Do you want to see the time evolution? No problem. Let’s take the velocity vector u, use isel with a slice selecting every 40 points in time (otherwise we would get too many figures), and plot:

g = dataset.u.isel(t=slice(None, None, 40)).plot(x="x", y="y", col="t", row="i", cmap="turbo", rasterized=True)

for ax in g.axes.flat:
    ax.axes.set_aspect("equal")

../_images/1c7fe5bd45f54bd88e2e10a64afc50c5aeab430dfb1a61130303e6b1669ba727.png

To exemplify differentiation and parallel computing capabilities, let’s compute the vorticity for our dataset. We just have one component for this 2D example, it is given by the equation:

\[ \omega_z = \dfrac{\partial u_y}{\partial x} - \dfrac{\partial u_x}{\partial y}. \]

We can use xarray.DataArray.differentiate just out of the box with its second order accurate central differences. However, we can use the 4th order accurate centered scheme available at X3dDataArray.first_derivative.

We start setting the attribute boundary conditions (BC) for the velocity field:

dataset["u"].attrs["BC"] = prm.get_boundary_condition("u")

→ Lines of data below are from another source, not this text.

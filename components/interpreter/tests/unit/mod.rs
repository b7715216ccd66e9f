//! Unit tests for interpreter components

use bytecode_system::{chunk, OpCode, ProtoBuilder, UpvalueDesc};
use core_types::{LuaResult, LuaType, Status};
use interpreter::{ArithOp, CompareOp, RuntimeConfig, State, REFNIL, REGISTRY_INDEX};
use memory_manager::MULTRET;
use std::sync::atomic::{AtomicUsize, Ordering};

// ============================================================================
// Stack manipulation
// ============================================================================

#[test]
fn test_stack_insert_remove_replace() {
    let mut state = State::new();
    for i in 1..=4 {
        state.push_integer(i);
    }
    state.insert(1);
    let values: Vec<_> = (1..=4).map(|i| state.to_integer(i).unwrap()).collect();
    assert_eq!(values, vec![4, 1, 2, 3]);

    state.remove(2).unwrap();
    assert_eq!(state.get_top(), 3);
    assert_eq!(state.to_integer(2), Some(2));

    state.push_integer(9);
    state.replace(1).unwrap();
    assert_eq!(state.to_integer(1), Some(9));
    assert_eq!(state.get_top(), 3);
}

#[test]
fn test_set_top_fills_with_nil() {
    let mut state = State::new();
    state.push_integer(1);
    state.set_top(3).unwrap();
    assert_eq!(state.get_top(), 3);
    assert!(state.is_nil(2));
    assert!(state.is_nil(3));
    state.set_top(0).unwrap();
    assert_eq!(state.get_top(), 0);
    assert!(state.is_none(1));
}

#[test]
fn test_type_queries() {
    let mut state = State::new();
    state.push_integer(3);
    state.push_number(2.5);
    state.push_string("10").unwrap();
    state.push_boolean(true);
    state.push_light_userdata(0x10);
    assert!(state.is_integer(1));
    assert!(!state.is_integer(2));
    assert!(state.is_number(3));
    assert!(state.is_string(1));
    assert_eq!(state.type_of(4), Some(LuaType::Boolean));
    assert_eq!(state.type_of(5), Some(LuaType::LightUserdata));
    assert_eq!(state.type_of(6), None);
    assert_eq!(state.type_name_at(3), "string");
    assert_eq!(state.to_integer(3), Some(10));
}

// ============================================================================
// Tables and metatables
// ============================================================================

#[test]
fn test_table_fields_and_length() {
    let mut state = State::new();
    state.new_table().unwrap();
    for i in 1..=5 {
        state.push_integer(i * 10);
        state.set_i(1, i).unwrap();
    }
    state.push_string("v").unwrap();
    state.set_field(1, "k").unwrap();
    assert_eq!(state.raw_len(1), 5);
    assert_eq!(state.get_i(1, 3).unwrap(), LuaType::Number);
    assert_eq!(state.to_integer(-1), Some(30));
    state.pop(1).unwrap();
    assert_eq!(state.get_field(1, "k").unwrap(), LuaType::String);
    state.pop(1).unwrap();

    let mut count = 0;
    state.push_nil();
    while state.next(1).unwrap() {
        count += 1;
        state.pop(1).unwrap();
    }
    assert_eq!(count, 6);
}

#[test]
fn test_index_metamethod_function() {
    fn index(state: &mut State) -> LuaResult<usize> {
        let key = state.to_str(2).unwrap_or_default();
        state.push_string(&format!("<{}>", key))?;
        Ok(1)
    }
    let mut state = State::new();
    state.new_table().unwrap();
    state.new_table().unwrap();
    state.push_native(index);
    state.set_field(-2, "__index").unwrap();
    state.set_metatable(1);

    assert_eq!(state.get_field(1, "name").unwrap(), LuaType::String);
    assert_eq!(state.to_str(-1).as_deref(), Some("<name>"));
    state.pop(1).unwrap();
    assert_eq!(state.raw_get_i(1, 1), LuaType::Nil);
}

#[test]
fn test_arith_metamethod() {
    fn add(state: &mut State) -> LuaResult<usize> {
        state.push_integer(100);
        Ok(1)
    }
    let mut state = State::new();
    state.new_table().unwrap();
    state.new_table().unwrap();
    state.push_native(add);
    state.set_field(-2, "__add").unwrap();
    state.set_metatable(1);

    state.push_copy(1);
    state.push_integer(1);
    state.arith(ArithOp::Add).unwrap();
    assert_eq!(state.to_integer(-1), Some(100));
}

#[test]
fn test_arith_on_nil_fails() {
    fn add_nil(state: &mut State) -> LuaResult<usize> {
        state.push_nil();
        state.push_integer(1);
        state.arith(ArithOp::Add)?;
        Ok(1)
    }
    let mut state = State::new();
    state.push_native(add_nil);
    assert_eq!(state.pcall(0, 1, 0), Status::Runtime);
    let msg = state.to_str(-1).unwrap();
    assert!(msg.contains("attempt to perform arithmetic on a nil value"), "{}", msg);
}

#[test]
fn test_integer_and_float_arith() {
    let mut state = State::new();
    state.push_integer(7);
    state.push_integer(2);
    state.arith(ArithOp::IDiv).unwrap();
    assert_eq!(state.to_integer(-1), Some(3));
    state.push_integer(2);
    state.arith(ArithOp::Div).unwrap();
    assert_eq!(state.to_number(-1), Some(1.5));
    assert!(!state.is_integer(-1));

    state.push_integer(-7);
    state.push_integer(2);
    state.arith(ArithOp::Mod).unwrap();
    assert_eq!(state.to_integer(-1), Some(1));
}

#[test]
fn test_compare_mixed_numbers() {
    let mut state = State::new();
    state.push_integer(1);
    state.push_number(1.5);
    state.push_number(1.0);
    assert!(state.compare(1, 2, CompareOp::Lt).unwrap());
    assert!(state.compare(1, 3, CompareOp::Eq).unwrap());
    assert!(state.compare(3, 1, CompareOp::Le).unwrap());
    assert!(!state.raw_equal(1, 2));
}

#[test]
fn test_concat_numbers_and_strings() {
    let mut state = State::new();
    state.push_string("x=").unwrap();
    state.push_integer(3);
    state.push_number(0.5);
    state.concat_values(3).unwrap();
    assert_eq!(state.to_str(-1).as_deref(), Some("x=30.5"));
}

#[test]
fn test_length_honours_len_metamethod() {
    fn len(state: &mut State) -> LuaResult<usize> {
        state.push_integer(42);
        Ok(1)
    }
    let mut state = State::new();
    state.new_table().unwrap();
    state.new_table().unwrap();
    state.push_native(len);
    state.set_field(-2, "__len").unwrap();
    state.set_metatable(1);
    assert_eq!(state.length(1).unwrap(), 42);
}

#[test]
fn test_close_metamethod_runs_when_popped() {
    static CLOSED: AtomicUsize = AtomicUsize::new(0);
    fn close(_state: &mut State) -> LuaResult<usize> {
        CLOSED.fetch_add(1, Ordering::SeqCst);
        Ok(0)
    }
    fn body(state: &mut State) -> LuaResult<usize> {
        state.new_table()?;
        state.new_table()?;
        state.push_native(close);
        state.set_field(-2, "__close")?;
        state.set_metatable(-2);
        state.to_close(-1)?;
        state.pop(1)?;
        Ok(0)
    }
    let mut state = State::new();
    state.push_native(body);
    assert_eq!(state.pcall(0, 0, 0), Status::Ok);
    assert_eq!(CLOSED.load(Ordering::SeqCst), 1);
}

// ============================================================================
// Native closures and upvalues
// ============================================================================

#[test]
fn test_native_closure_keeps_state() {
    fn counter(state: &mut State) -> LuaResult<usize> {
        let n = state.to_integer(interpreter::upvalue_index(1)).unwrap_or(0) + 1;
        state.push_integer(n);
        state.copy(-1, interpreter::upvalue_index(1));
        Ok(1)
    }
    let mut state = State::new();
    state.push_integer(0);
    state.push_native_closure(counter, 1).unwrap();
    for expected in 1..=3 {
        state.push_copy(-1);
        state.call(0, 1).unwrap();
        assert_eq!(state.to_integer(-1), Some(expected));
        state.pop(1).unwrap();
    }
    assert_eq!(state.get_upvalue(-1, 1).as_deref(), Some(""));
    assert_eq!(state.to_integer(-1), Some(3));
}

#[test]
fn test_lua_upvalue_names_and_join() {
    let mut inner = ProtoBuilder::function(1);
    inner.upvalue(UpvalueDesc::local("a", 0));
    inner.abc(OpCode::Return0, 0, 0, 0, false);
    let mut b = ProtoBuilder::main("=up");
    let child = b.child(inner.build());
    b.asbx(OpCode::LoadI, 0, 1);
    b.abx(OpCode::Closure, 1, child);
    b.asbx(OpCode::LoadI, 0, 2);
    b.abx(OpCode::Closure, 2, child);
    b.abc(OpCode::Return, 1, 3, 1, true);
    let bytes = chunk::dump(&b.max_stack(3).build(), false);

    let mut state = State::new();
    assert_eq!(state.load(&bytes, "=up", None), Status::Ok);
    state.call(0, 2).unwrap();
    // both closures captured the same local
    assert_eq!(state.upvalue_id(1, 1), state.upvalue_id(2, 1));
    assert_eq!(state.get_upvalue(1, 1).as_deref(), Some("a"));
    assert_eq!(state.to_integer(-1), Some(2));
    state.pop(1).unwrap();
    state.push_integer(5);
    assert_eq!(state.set_upvalue(2, 1).as_deref(), Some("a"));
    state.get_upvalue(1, 1);
    assert_eq!(state.to_integer(-1), Some(5));
    assert!(state.upvalue_join(1, 1, 2, 2).is_err());
}

// ============================================================================
// Auxiliary helpers
// ============================================================================

fn wants_integer(state: &mut State) -> LuaResult<usize> {
    let n = state.check_integer(1)?;
    state.push_integer(n * 2);
    Ok(1)
}

#[test]
fn test_check_integer_messages() {
    let mut state = State::new();
    state.push_native(wants_integer);
    state.push_string("x").unwrap();
    assert_eq!(state.pcall(1, 1, 0), Status::Runtime);
    assert_eq!(
        state.to_str(-1).as_deref(),
        Some("bad argument #1 to '?' (number expected, got string)")
    );
    state.pop(1).unwrap();

    state.push_native(wants_integer);
    state.push_number(1.5);
    assert_eq!(state.pcall(1, 1, 0), Status::Runtime);
    assert_eq!(
        state.to_str(-1).as_deref(),
        Some("bad argument #1 to '?' (number has no integer representation)")
    );
    state.pop(1).unwrap();

    state.push_native(wants_integer);
    state.push_string("21").unwrap();
    assert_eq!(state.pcall(1, 1, 0), Status::Ok);
    assert_eq!(state.to_integer(-1), Some(42));
}

#[test]
fn test_registry_references() {
    let mut state = State::new();
    state.push_string("kept").unwrap();
    let r = state.reference(REGISTRY_INDEX).unwrap();
    assert!(r > 0);
    state.raw_get_i(REGISTRY_INDEX, i64::from(r));
    assert_eq!(state.to_str(-1).as_deref(), Some("kept"));
    state.pop(1).unwrap();
    state.unreference(REGISTRY_INDEX, r);
    state.push_nil();
    assert_eq!(state.reference(REGISTRY_INDEX).unwrap(), REFNIL);
}

#[test]
fn test_tostring_metamethod_must_return_string() {
    fn bad(state: &mut State) -> LuaResult<usize> {
        state.push_integer(1);
        Ok(1)
    }
    fn show(state: &mut State) -> LuaResult<usize> {
        state.to_display_string(1)?;
        Ok(1)
    }
    let mut state = State::new();
    state.push_native(show);
    state.new_table().unwrap();
    state.new_table().unwrap();
    state.push_native(bad);
    state.set_field(-2, "__tostring").unwrap();
    state.set_metatable(-2);
    assert_eq!(state.pcall(1, 1, 0), Status::Runtime);
    assert_eq!(
        state.to_str(-1).as_deref(),
        Some("'__tostring' must return a string")
    );
}

// ============================================================================
// Loading and memory
// ============================================================================

#[test]
fn test_truncated_chunk_is_rejected() {
    let mut b = ProtoBuilder::main("=t");
    b.abc(OpCode::Return, 0, 1, 1, false);
    let bytes = chunk::dump(&b.build(), false);
    let mut state = State::new();
    let status = state.load(&bytes[..bytes.len() / 2], "=t", None);
    assert_eq!(status, Status::Syntax);
    let msg = state.to_str(-1).unwrap();
    assert!(msg.starts_with("t: bad binary format"), "{}", msg);
}

#[test]
fn test_results_adjusted_to_multret() {
    fn three(state: &mut State) -> LuaResult<usize> {
        for i in 1..=3 {
            state.push_integer(i);
        }
        Ok(3)
    }
    let mut state = State::new();
    state.push_native(three);
    state.call(0, MULTRET).unwrap();
    assert_eq!(state.get_top(), 3);
    state.push_native(three);
    state.call(0, 1).unwrap();
    assert_eq!(state.get_top(), 4);
    assert_eq!(state.to_integer(-1), Some(1));
}

#[test]
fn test_memory_limit_raises_memory_error() {
    let config = RuntimeConfig {
        memory_limit: Some(256 * 1024),
        ..RuntimeConfig::default()
    };
    let mut state = State::with_config(config).unwrap();
    state.new_table().unwrap();
    let mut status = Status::Ok;
    for i in 1..1_000_000 {
        if let Err(e) = state.new_table() {
            status = e.status;
            break;
        }
        state.raw_set_i(1, i);
    }
    assert_eq!(status, Status::Memory);

    // dropping the garbage makes room again
    state.set_top(0).unwrap();
    assert!(state.new_table().is_ok());
}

and then we compute the vorticity:

%%time
dataset["vort"] = dataset.u.sel(i="y").x3d.first_derivative("x") - dataset.u.sel(i="x").x3d.first_derivative("y")

CPU times: user 977 ms, sys: 15.9 ms, total: 993 ms
Wall time: 991 ms

Notice the equation above computed the vorticity for the entire time series in our dataset.

We can use X3dDataArray.pencil_decomp to coarse the velocity array to a dask array, ready for parallel computing (see Using Dask with xarray). Notice that X3dDataArray.pencil_decomp applies chunk=-1 for all coordinates listed in args, which means no decomposition, and 'auto' to the others, delagating to dask the job of finding the optimal distribition. One important point here is that dask considers the dataset in this example so small that the overhead for parallel computing is not worth it. As a result, it returns with just one chunk:

u_chunked = dataset.u.x3d.pencil_decomp("x", "y")
u_chunked

<xarray.DataArray 'u' (i: 2, x: 257, y: 128, t: 201)> Size: 53MB
dask.array<xarray-<this-array>, shape=(2, 257, 128, 201), dtype=float32, chunksize=(2, 257, 128, 201), chunktype=numpy.ndarray>
Coordinates:
  * x        (x) float64 2kB 0.0 0.07812 0.1562 0.2344 ... 19.84 19.92 20.0
  * y        (y) float64 1kB 0.0 0.09375 0.1875 0.2812 ... 11.72 11.81 11.91
  * t        (t) float64 2kB 0.0 0.75 1.5 2.25 3.0 ... 147.8 148.5 149.2 150.0
  * i        (i) <U1 8B 'x' 'y'
Attributes:
    BC:       {'x': {'ncl1': 2, 'ncln': 2, 'npaire': 1}, 'y': {'ncl1': 0, 'nc...

Parallel computing is presented in this tutorial anyway, because X3dDataArray.pencil_decomp returns the arrays with several chunks for datasets in real scale. Each of these chunks will be computed in parallel in multi-core systems.

Just to exemplify, let’s create blocks with 51 points in time, so we can use 4 cores to compute it in parallel:

u_chunked = dataset.u.chunk(chunks={"t": 51})
u_chunked

<xarray.DataArray 'u' (i: 2, x: 257, y: 128, t: 201)> Size: 53MB
dask.array<xarray-<this-array>, shape=(2, 257, 128, 201), dtype=float32, chunksize=(2, 257, 128, 51), chunktype=numpy.ndarray>
Coordinates:
  * x        (x) float64 2kB 0.0 0.07812 0.1562 0.2344 ... 19.84 19.92 20.0
  * y        (y) float64 1kB 0.0 0.09375 0.1875 0.2812 ... 11.72 11.81 11.91
  * t        (t) float64 2kB 0.0 0.75 1.5 2.25 3.0 ... 147.8 148.5 149.2 150.0
  * i        (i) <U1 8B 'x' 'y'
Attributes:
    BC:       {'x': {'ncl1': 2, 'ncln': 2, 'npaire': 1}, 'y': {'ncl1': 0, 'nc...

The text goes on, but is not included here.